Cinemateca francesa homenageia obra de Paulo Branco, o camaleão do cinema

O produtor de cinema Paulo Branco é homenageado na Cinemateca Francesa com uma retrospetiva da sua obra. Com 287 filmes produzidos, a obra do português é reconhecida em Paris.

No catálogo de Paulo Branco destacam-se dezenas de cineastas que deram os primeiros passos ao lado do produtor, porque "os primeiros filmes são quase sempre uma promessa". "Um produtor não é autor direto dos filmes", o mais importante "é que os filmes tenham existido", explica Paulo Branco.

É o primeiro produtor independente a ser homenageado pela segunda vez pela cinemateca francesa em Paris. "Esta homenagem é uma forma de relembrar o relacionamento que tive com todos os realizadores com quem trabalhei. É também um prazer poder falar desse percurso, de como esses filmes nasceram, e do facto de, ainda agora, ter prazer em fazer filmes. Cada filme é uma aventura particular".

No catálogo de Paulo Branco não há regras. O acaso e o azar, mas sobretudo os encontros pessoais, as leituras de argumentos ou ideias - que surgem em contextos informais - fizeram com que o caminho do maior produtor de filmes europeus se cruzasse com Raoul Ruiz, Chantal Akerman, Wim Wenders, Alain Tanner, Manoel de Oliveira, Pedro Costa, João César Monteiro, João Botelho. Paulo Branco transformou atores em realizadores como Piccoli, Ardant, Corsini, Amalric, uma lista que parece não ter fim.

"É fascinante porque é uma maneira de conhecer pessoas absolutamente excecionais e de partilhar momentos com elas, aventuras conjuntas, e isso é extremamente gratificante. Houve alturas em que trabalhava com o Raoul Ruiz, a Chantal Akerman, o João César Monteiro e o Manoel de Oliveira. Nessa altura, tinha que ser quase como um camaleão. A cada dez minutos, tinha de mudar de pele para estar e entrar no universo deles", lembra.
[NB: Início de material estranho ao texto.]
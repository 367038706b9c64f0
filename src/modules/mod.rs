pub mod catalog;
pub mod video;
Paulo Branco deu oportunidades a dezenas de novos cineastas e destaca que os primeiros filmes são sempre uma promessa: "Para mim, sempre foi extremamente importante acompanhar o trajeto de grandes realizadores e dar oportunidades a novos cineastas".

Cada filme nasce de um momento particular, explica o produtor, lembrando que os filmes nascem sobretudo "de um momento de relacionamento com os realizadores ou de desafios que fazem em relação a projetos que interessam".

Com quase 300 filmes produzidos, a palavra "resistência", Paulo Branco encontrou-a no cinema mas também no hipismo. "A minha atividade está ligada à atividade hípica, porque é uma prova de resistência, e essa resistência encontra-se também no cinema e é aí que elas se relacionam."

Até dia 19 de julho, a Cinemateca francesa projeta um panorama de 36 filmes, que traçam o percurso do produtor português com mais de 40 anos em exercício. Filmes como "A cidade branca", de Alain Tanner, "O estado das coisas", de Wim Wenders, "Casa de lava", de Pedro Costa, "Branca de neve", de João César Monteiro, e "Cosmopolis", de David Cronenberg.